* _SOURCE DATA_:
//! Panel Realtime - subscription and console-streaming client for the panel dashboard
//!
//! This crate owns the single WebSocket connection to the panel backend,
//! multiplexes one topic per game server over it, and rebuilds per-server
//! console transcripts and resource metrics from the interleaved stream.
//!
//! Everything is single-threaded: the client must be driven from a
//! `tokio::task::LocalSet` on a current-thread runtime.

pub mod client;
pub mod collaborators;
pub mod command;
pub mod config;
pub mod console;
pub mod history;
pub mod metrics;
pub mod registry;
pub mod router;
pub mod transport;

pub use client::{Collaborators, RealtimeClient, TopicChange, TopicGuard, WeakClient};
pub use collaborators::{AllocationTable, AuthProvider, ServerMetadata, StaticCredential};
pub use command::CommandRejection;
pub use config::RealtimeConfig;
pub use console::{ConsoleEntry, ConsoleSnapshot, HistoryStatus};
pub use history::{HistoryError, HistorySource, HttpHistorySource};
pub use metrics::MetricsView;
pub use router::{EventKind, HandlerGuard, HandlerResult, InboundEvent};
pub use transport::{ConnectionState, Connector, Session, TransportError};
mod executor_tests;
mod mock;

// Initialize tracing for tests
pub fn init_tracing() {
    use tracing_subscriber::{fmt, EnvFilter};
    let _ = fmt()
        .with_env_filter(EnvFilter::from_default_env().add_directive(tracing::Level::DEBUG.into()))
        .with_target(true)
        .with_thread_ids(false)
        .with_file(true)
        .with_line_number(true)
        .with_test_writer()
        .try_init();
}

* _EXERCISE_: Take the line that holds "and rebuilds per-server" as the first line and the last line of the data as the final one. Retype everything between, both included, exactly.

* _OUTPUT OF THE TASK_:
//! multiplexes one topic per game server over it, and rebuilds per-server
//! console transcripts and resource metrics from the interleaved stream.
//!
//! Everything is single-threaded: the client must be driven from a
//! `tokio::task::LocalSet` on a current-thread runtime.

pub mod client;
pub mod collaborators;
pub mod command;
pub mod config;
pub mod console;
pub mod history;
pub mod metrics;
pub mod registry;
pub mod router;
pub mod transport;

pub use client::{Collaborators, RealtimeClient, TopicChange, TopicGuard, WeakClient};
pub use collaborators::{AllocationTable, AuthProvider, ServerMetadata, StaticCredential};
pub use command::CommandRejection;
pub use config::RealtimeConfig;
pub use console::{ConsoleEntry, ConsoleSnapshot, HistoryStatus};
pub use history::{HistoryError, HistorySource, HttpHistorySource};
pub use metrics::MetricsView;
pub use router::{EventKind, HandlerGuard, HandlerResult, InboundEvent};
pub use transport::{ConnectionState, Connector, Session, TransportError};
mod executor_tests;
mod mock;

// Initialize tracing for tests
pub fn init_tracing() {
    use tracing_subscriber::{fmt, EnvFilter};
    let _ = fmt()
        .with_env_filter(EnvFilter::from_default_env().add_directive(tracing::Level::DEBUG.into()))
        .with_target(true)
        .with_thread_ids(false)
        .with_file(true)
        .with_line_number(true)
        .with_test_writer()
        .try_init();
}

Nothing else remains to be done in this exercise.